Diversity is never an easy conversation to have, but there is more momentum now than ever before. I recently joined a Drug Information Association (DIA) Diversity & Inclusion community meeting which brings together people from industry who are eager and able to tackle the issue of diversity and inclusion through two individual yet interwoven channels. The first initiative is to address people of colour being hired and promoted in life science roles, and the second is ensuring that people of colour are being appropriately represented in clinical trials. The interwoven nature of this may be subtle, by hiring people of colour into senior and/or influential positions, organisations are better placed to understand the needs and perceptions of underserved communities. By addressing fair representation of all demographics in clinical trials, the industry as a whole is able to bridge the trust gap, and show the wider population what value they personally could add to a role in the industry.
In order for people to pay attention and take genuine interest in making a change, they usually need to hear the facts, something that will resonate with them and make them question what they thought they knew. We are now seeing more and more literature coming out discussing statistics around underrepresentation of certain races in clinical trials; this is both saddening and powerful at the same time. Clinical trial data needs to reflect the demographics of the populations that the drugs will be used by. The second channel is even more complex though, as it needs to be addressed from both sides of the field, firstly, how organisations approach diversity and inclusion in clinical trials, through all functional areas, but also, how do we repair the mistrust of the pharmaceutical industry? How do we encourage underserved populations to step forwards and be a part of this? It is easier said than done, when we consider the historical misdeeds that have cast a long, dark shadow over the history of ethics in clinical trials.

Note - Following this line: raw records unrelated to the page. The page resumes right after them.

//! Verify build/parse methods against JSON test vectors stored in `test-vectors/`.
//!
//! Each vector file describes inputs, expected requests, simulated responses,
//! and expected parse results. Comparing parsed JSON (not raw strings) avoids
//! false negatives from field-ordering differences.

use item_core::{format_entry, ApiError, HttpMethod, HttpResponse, Item, ItemClient, NewItem};

const BASE_URL: &str = "http://localhost:5000/api";

fn client() -> ItemClient {
    ItemClient::new(BASE_URL)
}

/// Parse the method string from test vectors into `HttpMethod`.
fn parse_method(s: &str) -> HttpMethod {
    match s {
        "GET" => HttpMethod::Get,
        "POST" => HttpMethod::Post,
        "PUT" => HttpMethod::Put,
        "DELETE" => HttpMethod::Delete,
        other => panic!("unknown method: {other}"),
    }
}

fn simulated_response(case: &serde_json::Value) -> HttpResponse {
    let sim = &case["simulated_response"];
    HttpResponse {
        status: sim["status"].as_u64().unwrap() as u16,
        headers: Vec::new(),
        body: sim["body"].as_str().unwrap().to_string(),
    }
}

fn expected_headers(expected_req: &serde_json::Value) -> Vec<(String, String)> {
    expected_req["headers"]
        .as_array()
        .unwrap()
        .iter()
        .map(|h| {
            let arr = h.as_array().unwrap();
            (arr[0].as_str().unwrap().to_string(), arr[1].as_str().unwrap().to_string())
        })
        .collect()
}

fn assert_expected_error(name: &str, case: &serde_json::Value, err: ApiError) {
    match case["expected_error"].as_str().unwrap() {
        "NotFound" => assert!(matches!(err, ApiError::NotFound), "{name}: expected NotFound"),
        "Status" => assert!(matches!(err, ApiError::Status { .. }), "{name}: expected Status"),
        "Deserialization" => assert!(
            matches!(err, ApiError::Deserialization(_)),
            "{name}: expected Deserialization"
        ),
        other => panic!("{name}: unknown expected_error: {other}"),
    }
}

// ---------------------------------------------------------------------------
// List
// ---------------------------------------------------------------------------

#[test]
fn list_test_vectors() {
    let raw = include_str!("../../test-vectors/list.json");
    let vectors: serde_json::Value = serde_json::from_str(raw).unwrap();

    let c = client();
    for case in vectors["cases"].as_array().unwrap() {
        let name = case["name"].as_str().unwrap();
        let expected_req = &case["expected_request"];

        // Verify build
        let req = c.build_list_items();
        assert_eq!(req.method, parse_method(expected_req["method"].as_str().unwrap()), "{name}: method");
        assert_eq!(req.path, format!("{BASE_URL}{}", expected_req["path"].as_str().unwrap()), "{name}: path");
        assert_eq!(req.headers, expected_headers(expected_req), "{name}: headers");
        assert!(req.body.is_none(), "{name}: body should be None");

        // Verify parse
        let result = c.parse_list_items(simulated_response(case));
        if case.get("expected_error").is_some() {
            assert_expected_error(name, case, result.unwrap_err());
            continue;
        }

        let items = result.unwrap();
        let expected: Vec<Item> = serde_json::from_value(case["expected_result"].clone()).unwrap();
        assert_eq!(items, expected, "{name}: parsed result");

        let entries: Vec<String> = items.iter().map(format_entry).collect();
        let expected_entries: Vec<String> =
            serde_json::from_value(case["expected_entries"].clone()).unwrap();
        assert_eq!(entries, expected_entries, "{name}: display entries");
    }
}

// ---------------------------------------------------------------------------
// Create
// ---------------------------------------------------------------------------

#[test]
fn create_test_vectors() {
    let raw = include_str!("../../test-vectors/create.json");
    let vectors: serde_json::Value = serde_json::from_str(raw).unwrap();

    let c = client();
    for case in vectors["cases"].as_array().unwrap() {
        let name = case["name"].as_str().unwrap();
        let input: NewItem = serde_json::from_value(case["input"].clone()).unwrap();
        let expected_req = &case["expected_request"];

        // Verify build
        let req = c.build_create_item(&input).unwrap();
        assert_eq!(req.method, parse_method(expected_req["method"].as_str().unwrap()), "{name}: method");
        assert_eq!(req.path, format!("{BASE_URL}{}", expected_req["path"].as_str().unwrap()), "{name}: path");
        assert_eq!(req.headers, expected_headers(expected_req), "{name}: headers");

        let req_body: serde_json::Value = serde_json::from_str(req.body.as_deref().unwrap()).unwrap();
        assert_eq!(req_body, expected_req["body"], "{name}: body");

        // Verify parse
        let result = c.parse_create_item(simulated_response(case));
        if case.get("expected_error").is_some() {
            assert_expected_error(name, case, result.unwrap_err());
        } else {
            assert!(result.is_ok(), "{name}: expected success");
        }
    }
}

// ---------------------------------------------------------------------------
// Update
// ---------------------------------------------------------------------------

#[test]
fn update_test_vectors() {
    let raw = include_str!("../../test-vectors/update.json");
    let vectors: serde_json::Value = serde_json::from_str(raw).unwrap();

    let c = client();
    for case in vectors["cases"].as_array().unwrap() {
        let name = case["name"].as_str().unwrap();
        let id = case["input_id"].as_i64().unwrap();
        let input: Item = serde_json::from_value(case["input"].clone()).unwrap();
        let expected_req = &case["expected_request"];

        // Verify build
        let req = c.build_update_item(id, &input).unwrap();
        assert_eq!(req.method, parse_method(expected_req["method"].as_str().unwrap()), "{name}: method");
        assert_eq!(req.path, format!("{BASE_URL}{}", expected_req["path"].as_str().unwrap()), "{name}: path");

        let req_body: serde_json::Value = serde_json::from_str(req.body.as_deref().unwrap()).unwrap();
        assert_eq!(req_body, expected_req["body"], "{name}: body");

        // Verify parse
        let result = c.parse_update_item(simulated_response(case));
        if case.get("expected_error").is_some() {
            assert_expected_error(name, case, result.unwrap_err());
        } else {
            assert!(result.is_ok(), "{name}: expected success");
        }
    }
}

// ---------------------------------------------------------------------------
// Delete
// ---------------------------------------------------------------------------

#[test]
fn delete_test_vectors() {
    let raw = include_str!("../../test-vectors/delete.json");
    let vectors: serde_json::Value = serde_json::from_str(raw).unwrap();

    let c = client();
    for case in vectors["cases"].as_array().unwrap() {
        let name = case["name"].as_str().unwrap();
        let id = case["input_id"].as_i64().unwrap();
        let expected_req = &case["expected_request"];

        // Verify build
        let req = c.build_delete_item(id);
        assert_eq!(req.method, parse_method(expected_req["method"].as_str().unwrap()), "{name}: method");
        assert_eq!(req.path, format!("{BASE_URL}{}", expected_req["path"].as_str().unwrap()), "{name}: path");
        assert!(req.body.is_none(), "{name}: body should be None");

        // Verify parse
        let result = c.parse_delete_item(simulated_response(case));
        if case.get("expected_error").is_some() {
            assert_expected_error(name, case, result.unwrap_err());
        } else {
            assert!(result.is_ok(), "{name}: expected success");
        }
    }
}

But regardless of this, we need to address it, and we need to do so intentionally. These can no longer be the times of recruiting patients as quickly as possible; fair representation of anticipated patient populations is moving to the forefront of both clinical trial design and regulatory approvals. As Adam Federman, Head of Business Development at Remarque Systems, rightly stated, “if you do not intentionally include, you will unintentionally exclude”.
The DIA Diversity & Inclusion team is working to produce a playbook in order to observe best practices and work collaboratively with others who are determined to make a difference. As Pamela Landau, SVP, Integrated Solutions at Continuum Clinical, eloquently stated during the community meeting when recognising the importance of a playbook approach, “we have the will, we just need a way.”
This isn’t a time for pointing fingers, it’s a time for organisations and individuals to have a period of reflection and to consider what they didn’t get right and what they could do better. Transparency and accountability is a major piece in holding meaningful conversations and actually making a change. It’s not just about taking an interest in the parts that you identify with, it’s about tackling diversity. Period.